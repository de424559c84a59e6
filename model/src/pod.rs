use serde::{Deserialize, Serialize};
use std::collections::BTreeMap;
use std::sync::Arc;

/// A snapshot of one runtime unit (a pod) of a cluster-backed resource, as reported by a cluster
/// API.
#[derive(Debug, Clone, Default, Eq, PartialEq, Serialize, Deserialize)]
pub struct PodInfo {
    pub name: String,
    #[serde(default)]
    pub labels: BTreeMap<String, String>,
    /// `true` when the pod reports a `Ready` condition with status `True`.
    #[serde(default)]
    pub ready: bool,
}

impl PodInfo {
    pub fn new<S: Into<String>>(name: S) -> Self {
        Self {
            name: name.into(),
            ..Self::default()
        }
    }

    pub fn with_label<K, V>(mut self, key: K, value: V) -> Self
    where
        K: Into<String>,
        V: Into<String>,
    {
        self.labels.insert(key.into(), value.into());
        self
    }

    pub fn with_ready(mut self, ready: bool) -> Self {
        self.ready = ready;
        self
    }

    pub fn has_label(&self, key: &str, value: &str) -> bool {
        self.labels.get(key).map(String::as_str) == Some(value)
    }
}

/// A snapshot of a replicated workload (a Kubernetes `Deployment`): how many replicas it asks for
/// and how many are available.
#[derive(Debug, Clone, Default, Eq, PartialEq, Serialize, Deserialize)]
pub struct WorkloadInfo {
    pub name: String,
    #[serde(default)]
    pub labels: BTreeMap<String, String>,
    pub desired: u32,
    #[serde(default)]
    pub available: u32,
}

impl WorkloadInfo {
    pub fn new<S: Into<String>>(name: S, desired: u32, available: u32) -> Self {
        Self {
            name: name.into(),
            labels: BTreeMap::new(),
            desired,
            available,
        }
    }

    pub fn with_label<K, V>(mut self, key: K, value: V) -> Self
    where
        K: Into<String>,
        V: Into<String>,
    {
        self.labels.insert(key.into(), value.into());
        self
    }

    /// `true` when every desired replica is available. A workload scaled to zero is available.
    pub fn is_available(&self) -> bool {
        self.desired == 0 || self.available == self.desired
    }
}

/// Selects the pods that make up a resource.
pub type PodSelector = Arc<dyn Fn(&PodInfo) -> bool + Send + Sync>;

/// A [`PodSelector`] matching pods that carry the label `key=value`.
pub fn label_selector<K, V>(key: K, value: V) -> PodSelector
where
    K: Into<String>,
    V: Into<String>,
{
    let key = key.into();
    let value = value.into();
    Arc::new(move |pod: &PodInfo| pod.has_label(&key, &value))
}

#[test]
fn workload_is_available_when_replicas_match() {
    assert!(WorkloadInfo::new("broker", 3, 3).is_available());
    assert!(!WorkloadInfo::new("broker", 3, 2).is_available());
    assert!(WorkloadInfo::new("idle", 0, 0).is_available());
    assert!(!WorkloadInfo::new("starting", 1, 0).is_available());
}

#[test]
fn label_selector_matches() {
    let selector = label_selector("app", "broker");
    assert!(selector(&PodInfo::new("a").with_label("app", "broker")));
    assert!(!selector(&PodInfo::new("b").with_label("app", "zookeeper")));
    assert!(!selector(&PodInfo::new("c")));
}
= = = = =
Above are the entries. Copy exactly the part that opens with the line containing "when the pod" and closes with the line containing "it asks for", and no more.

:: OUTPUT OF THE EXERCISE ::
    /// `true` when the pod reports a `Ready` condition with status `True`.
    #[serde(default)]
    pub ready: bool,
}

impl PodInfo {
    pub fn new<S: Into<String>>(name: S) -> Self {
        Self {
            name: name.into(),
            ..Self::default()
        }
    }

    pub fn with_label<K, V>(mut self, key: K, value: V) -> Self
    where
        K: Into<String>,
        V: Into<String>,
    {
        self.labels.insert(key.into(), value.into());
        self
    }

    pub fn with_ready(mut self, ready: bool) -> Self {
        self.ready = ready;
        self
    }

    pub fn has_label(&self, key: &str, value: &str) -> bool {
        self.labels.get(key).map(String::as_str) == Some(value)
    }
}

/// A snapshot of a replicated workload (a Kubernetes `Deployment`): how many replicas it asks for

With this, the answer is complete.